72 Stunden nach der Transduktion setzte sich die GFP-Expression in den HT 10 80 Wirtszellen fort. Dies deutet darauf hin, dass das lentivirale Konstrukt, das stabil in das Wirtsgenom integriert ist und dieselben Wirtszellen bei zehnfacher Verdünnung transduziert, die Expression von GFP proportional verringert. Denn die Beziehung zwischen viralem Titer und lentiviral vermittelter Genexpression ist direkt proportional.
Einmal gemeistert, kann diese Technik über einen Zeitraum von fünf Tagen mit etwa ein bis zwei Stunden pro Tag durchgeführt werden, wenn sie richtig ausgeführt wird. Nachdem Sie sich dieses Video angesehen haben, sollten Sie ein gutes Verständnis dafür haben, wie Sie funktionell infektiöse Viruspartikel effizient und sicher verpacken und erfolgreich Zellen mit dem Virus transduzieren können. Vergessen Sie nicht, dass die Arbeit mit Lentiviren gefährlich sein kann und Vorsichtsmaßnahmen wie die Arbeit in der BSL-Zweigewebekulturhaube.
Bei der Durchführung dieses Verfahrens sollten immer Laborkittel und Handschuhe getragen werden.
Dieser Artikel präsentiert ein detailliertes Protokoll für die Verpackung von lentiviralen Expressionskonstrukten in pseudovirale Partikel zur effizienten Transduktion von Säugerzellen. Die Methode ist darauf ausgelegt, die Übertragung von Effektormolekülen und Reporterkonstrukten in sowohl teilenden als auch nicht teilenden Zellen zu verbessern.

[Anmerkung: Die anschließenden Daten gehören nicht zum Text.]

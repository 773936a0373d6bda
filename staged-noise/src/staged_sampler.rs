use crate::latent::Latent;
use crate::rescale_cfg::{rescale_active, RescaleCfg};
use crate::traits::{Denoiser, GuidancePatch, SampleSpec};
use anyhow::Context;
use candle_core::Tensor;
use log::{info, warn};
use std::sync::Arc;
use tensor_util::composite::composite;
use tensor_util::resample::common_upscale;

/// edge feather width of the final masked composite, in latent cells
const COMPOSITE_FEATHER: usize = 8;

/// One staged-injection request
///
/// `latent_image` is the working latent; its `empty` flag selects the
/// masked-compositing strategy. `latent_noise` and `mask` are optional
/// branch selectors, not requirements.
pub struct StagedSampleArgs<'a, D: Denoiser> {
    pub model: &'a D::Model,
    pub seed: u64,
    pub steps: usize,
    pub cfg: f64,
    pub cfg_noise: f64,
    pub sampler_name: &'a str,
    pub scheduler: &'a str,
    pub positive: &'a D::Conditioning,
    pub negative: &'a D::Conditioning,
    pub latent_image: &'a Latent,
    pub noise_strength: f64,
    pub latent_noise: Option<&'a Latent>,
    pub mask: Option<&'a Tensor>,
    pub inject_time: f64,
    pub denoise: f64,
}

/// Two-phase denoise around a noise-injection step
///
/// Phase A denoises the working latent up to the injection step; the
/// partial result is blended against an externally synthesized noise
/// latent and Phase B finishes the denoise from there, optionally under
/// a rescaled guidance function and with a final masked composite.
pub struct StagedSampler<'d, D: Denoiser> {
    denoiser: &'d D,
}

impl<'d, D: Denoiser> StagedSampler<'d, D> {
    pub fn new(denoiser: &'d D) -> Self {
        Self { denoiser }
    }

    pub fn sample(&self, args: &StagedSampleArgs<'_, D>) -> anyhow::Result<Latent> {
        let inject_at_step = inject_step(args.steps, args.inject_time);
        info!("injecting at step {} of {}", inject_at_step, args.steps);

        info!("phase A: sampling base latent");
        let base = self
            .denoiser
            .sample(
                args.model,
                &SampleSpec {
                    seed: args.seed,
                    steps: args.steps,
                    cfg: args.cfg,
                    sampler_name: args.sampler_name,
                    scheduler: args.scheduler,
                    denoise: args.denoise,
                    disable_noise: false,
                    start_step: 0,
                    last_step: inject_at_step,
                    force_full_denoise: true,
                },
                args.positive,
                args.negative,
                args.latent_image,
            )
            .context("phase A (base pass) failed")?;

        // an empty working latent gives phase A nothing to composite
        // against outside the mask, so render a full fallback image
        let fallback = if args.mask.is_some() && args.latent_image.empty {
            info!("phase A: empty latent with mask, sampling full fallback image");
            Some(
                self.denoiser
                    .sample(
                        args.model,
                        &SampleSpec {
                            seed: args.seed,
                            steps: args.steps,
                            cfg: args.cfg,
                            sampler_name: args.sampler_name,
                            scheduler: args.scheduler,
                            denoise: 1.0,
                            disable_noise: false,
                            start_step: 0,
                            last_step: args.steps,
                            force_full_denoise: false,
                        },
                        args.positive,
                        args.negative,
                        args.latent_image,
                    )
                    .context("fallback full pass failed")?,
            )
        } else {
            None
        };

        // a non-empty masked latent already has valid content outside
        // the mask; seed phase B from it directly
        let seed_latent = if args.mask.is_some() && !args.latent_image.empty {
            Latent::non_empty(args.latent_image.clone_samples())
        } else {
            base
        };

        let injected = blend_noise(&seed_latent, args.latent_noise, args.noise_strength)?;

        let patched;
        let phase_b_model = if rescale_active(args.cfg_noise) {
            info!("cfg {} > 8.0, rescaling guidance for phase B", args.cfg_noise);
            patched = args.model.with_guidance(Arc::new(RescaleCfg::default()));
            &patched
        } else {
            args.model
        };

        info!("phase B: applying noise");
        let mut result = self
            .denoiser
            .sample(
                phase_b_model,
                &SampleSpec {
                    seed: args.seed,
                    steps: args.steps,
                    cfg: args.cfg_noise,
                    sampler_name: args.sampler_name,
                    scheduler: args.scheduler,
                    denoise: args.denoise,
                    disable_noise: false,
                    start_step: inject_at_step,
                    last_step: args.steps,
                    force_full_denoise: false,
                },
                args.positive,
                args.negative,
                &injected,
            )
            .context("phase B (injection pass) failed")?;

        if let Some(mask) = args.mask {
            info!("compositing through mask");
            let destination = if !args.latent_image.empty {
                args.latent_image.clone_samples()
            } else {
                fallback
                    .as_ref()
                    .map(Latent::clone_samples)
                    .context("empty masked latent without a fallback pass")?
            };

            result.samples = composite(
                &destination,
                &result.samples,
                0,
                0,
                mask,
                COMPOSITE_FEATHER,
            )
            .context("masked composite failed")?;
        }

        result.empty = false;
        Ok(result)
    }
}

/// `round(steps * inject_time)` with ties to even, so an odd schedule
/// at the default halfway point injects at the earlier step; values
/// past the end of the schedule are passed through for the denoiser to
/// reject
pub fn inject_step(steps: usize, inject_time: f64) -> usize {
    let raw = (steps as f64 * inject_time).round_ties_even();
    if raw < 0. {
        warn!("inject_time {} rounds below step 0, clamping", inject_time);
        return 0;
    }
    raw as usize
}

/// injected = seed * (1 - strength) + noise * strength, reconciling the
/// noise latent's spatial shape to the seed first; a missing noise
/// latent degrades to the seed itself
fn blend_noise(
    seed: &Latent,
    latent_noise: Option<&Latent>,
    noise_strength: f64,
) -> anyhow::Result<Latent> {
    let noise = match latent_noise {
        Some(noise) => noise,
        None => {
            warn!("no latent noise supplied, degrading to a plain two-phase sample");
            return Ok(Latent::non_empty(seed.clone_samples()));
        }
    };

    let (_, _, sh, sw) = seed.dims().context("blend seed latent")?;
    let noise_samples = reconcile_shape(&noise.samples, sh, sw)?;

    let blended = (seed.samples.affine(1. - noise_strength, 0.)?
        + noise_samples.affine(noise_strength, 0.)?)?;

    Ok(Latent::non_empty(blended))
}

/// center-crop + bicubic resize of a latent to `(h, w)`, identity when
/// shapes already agree
fn reconcile_shape(noise: &Tensor, h: usize, w: usize) -> anyhow::Result<Tensor> {
    let (_, _, nh, nw) = noise
        .dims4()
        .context("latent noise must be (N, C, H, W)")?;

    if (nh, nw) == (h, w) {
        return Ok(noise.clone());
    }

    common_upscale(noise, h, w).with_context(|| {
        format!(
            "cannot reconcile latent noise ({}, {}) to ({}, {})",
            nh, nw, h, w
        )
    })
}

Lentiviral packaging enables high-efficiency transduction of difficult-to-transfect cells, supporting stable gene expression for target validation and lead identification. This method reduces biological risk by providing quantitative, reproducible delivery of effector molecules across diverse mammalian cell types. It enhances predictive confidence in preclinical models by ensuring consistent multiplicity of infection and stable genomic integration.
This method fits within the discovery continuum from target validation through lead identification to preclinical efficacy testing, enabling consistent delivery of genetic modulators.